Operating Systems

Caching in OS

Every second, a running computer makes billions of memory accesses. Without caches, the processor would idle 99% of the time, waiting for data from RAM. Without page cache, each file read would take milliseconds instead of microseconds. **Caching is the reason modern systems work.** RAM is 100,000 times faster than disk, but L1 cache is 100 times faster than RAM. These layers are invisible but absolutely critical for performance.
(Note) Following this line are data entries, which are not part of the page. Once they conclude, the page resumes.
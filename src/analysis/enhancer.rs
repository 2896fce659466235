use indicatif::{ProgressBar, ProgressStyle};
use std::sync::Arc;
use std::time::Duration;

use crate::error::Result;
use crate::llm::parser::{parse_analysis, parse_optimization};
use crate::llm::{AnalysisRequest, LLMProvider, OptimizationRequest, RetryPolicy};
use crate::models::{Document, DocumentSet, OptimizedResume, ResumeAnalysis};

/// Runs the two LLM exchanges: score the resume, then rewrite it.
pub struct ResumeEnhancer {
    llm: Arc<dyn LLMProvider>,
    retry: RetryPolicy,
    show_progress: bool,
}

impl ResumeEnhancer {
    pub fn new(llm: Arc<dyn LLMProvider>, retry: RetryPolicy) -> Self {
        Self {
            llm,
            retry,
            show_progress: false,
        }
    }

    pub fn with_progress(mut self, show_progress: bool) -> Self {
        self.show_progress = show_progress;
        self
    }

    pub fn provider_name(&self) -> &str {
        self.llm.name()
    }

    pub async fn analyze(&self, documents: &DocumentSet) -> Result<ResumeAnalysis> {
        let request = AnalysisRequest::new(documents);
        let prompt = request.to_prompt();
        tracing::debug!(
            "Sending ~{} tokens to {} for analysis",
            request.estimate_tokens(),
            self.llm.name()
        );

        let response = self
            .complete("Analyzing resume", "resume analysis", &prompt)
            .await?;
        let fields = parse_analysis(&response)?;
        let analysis = ResumeAnalysis::from_fields(fields, self.llm.name(), self.llm.model());

        match analysis.match_score {
            Some(score) => tracing::info!("Resume scored {}", score),
            None => tracing::warn!("Could not read a numeric score from '{}'", analysis.score),
        }

        Ok(analysis)
    }

    pub async fn optimize(
        &self,
        resume: &Document,
        analysis: &ResumeAnalysis,
    ) -> Result<OptimizedResume> {
        let request = OptimizationRequest::new(resume, analysis);
        let prompt = request.to_prompt();
        tracing::debug!(
            "Sending ~{} tokens to {} for optimization",
            request.estimate_tokens(),
            self.llm.name()
        );

        let response = self
            .complete("Optimizing resume", "resume optimization", &prompt)
            .await?;
        let fields = parse_optimization(&response)?;
        let optimized = OptimizedResume::from_fields(fields, self.llm.name(), self.llm.model());

        if let Some(score) = optimized.new_match_score {
            tracing::info!("Optimized resume scored {}", score);
        }

        Ok(optimized)
    }

    async fn complete(&self, message: &str, operation: &str, prompt: &str) -> Result<String> {
        let spinner = self.spinner(message);
        let llm = self.llm.as_ref();

        let result = self
            .retry
            .run(operation, move || llm.complete(prompt))
            .await;

        if let Some(pb) = spinner {
            pb.finish_and_clear();
        }
        result
    }

    fn spinner(&self, message: &str) -> Option<ProgressBar> {
        if !self.show_progress {
            return None;
        }

        let pb = ProgressBar::new_spinner();
        if let Ok(style) = ProgressStyle::with_template("{spinner:.green} [{elapsed_precise}] {msg}") {
            pb.set_style(style);
        }
        pb.set_message(format!("{} with {}...", message, self.llm.name()));
        pb.enable_steady_tick(Duration::from_millis(120));
        Some(pb)
    }
}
**Why does PostgreSQL require huge RAM?** A 100 GB database with 16 GB RAM runs 10x faster than with 4 GB. Page cache keeps hot data in memory - repeated queries are instant. A server with 512 GB RAM can cache the entire DB.
**How does Redis achieve a million operations/sec?** The entire DB is in RAM, zero disk accesses. Plus CPU cache locality: keys in the hash table are compactly located. L1/L2 cache hit rate > 95% → latency < 1 microsecond.
**Why are huge pages critical for virtualization?** A VM with 64 GB of memory generates millions of TLB misses. Huge pages (2 MB) reduce TLB entries by 512 times → TLB miss rate drops from 20% to 0.1%. VM performance: +30-50%.

Цели урока

Know the latency hierarchy: L1 ~1ns, L2 ~3ns, L3 ~12ns, RAM ~100ns
TLB: hit rate >99%, miss costs tens of ns for a page table walk
Page cache: Linux caches all reads/writes through RAM by default
Buffer cache: filesystem metadata (inodes, directory entries)
Apply fadvise/madvise to hint access patterns to the kernel

CPU Cache: Memory Hierarchy

**CPU cache** is ultra-fast memory inside the processor that hides the latency of accessing RAM. Without cache, each memory access would take ~100 nanoseconds (hundreds of CPU cycles). With cache - 1-4 nanoseconds. The difference is **100 times**.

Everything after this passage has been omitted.